Expression of survivin and its spliced variants in bladder tumors as a potential prognostic marker.

Abstract

Survivin, a novel inhibitor of apoptosis, is re-expressed in a vast majority of human cancers and is widely considered as a diagnostic marker of cancers. Survivin protein regulates both cell division and apoptosis. There are at least 5 spliced variants of the gene with different subcellular localization and anti-apoptotic property. We examined the expression pattern of survivin and its 2 spliced variants, survivin-deltaEx3 and survivin-2B, and their prognostic values in archival collections of formalin-fixed paraffin-embedded samples of bladder tumors.

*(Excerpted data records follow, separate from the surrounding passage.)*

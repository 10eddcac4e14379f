// Shared utilities: configuration, logging, errors and validation
// Author: Gabriel Demetrios Lafis

mod config;
mod error;
mod logging;
mod validation;

pub use config::*;
pub use error::*;
pub use logging::*;
pub use validation::*;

Total RNA from formalin-fixed paraffin-embedded samples (51 samples from 30 patients with bladder cancer and 5-year follow-up) were extracted and analyzed by semiquantitative reverse transcriptase polymerase chain reaction technique. Tissue distribution and subcellular localization of survivin protein in tumor tissues was also examined by immunohistochemistry. The expression of survivin, survivin-deltaEx3, and survivin-2B were detected in 66.6%, 47.8%, and 54.7% of the specimens, respectively. The expression of survivin and survivin-deltaEx3 were preferentially elevated in tumors with higher grades, whereas survivin-2B expression was lower in high-grade tumors (P = .04). A reverse correlation was observed between survivin-2B expression and high-grade tumors. Immunohistochemistry results also confirmed the nuclear localization of survivin protein within tumoral cells. We were successful in detecting the expression of survivin and its variants in formalin-fixed paraffin-embedded bladder samples. Furthermore, our results showed that overexpression of survivin and survivin-deltaEx3 in bladder tumors correlates with poor prognosis of bladder cancer. We suggest that survivin and its variants are suitable prognostic markers of bladder tumors.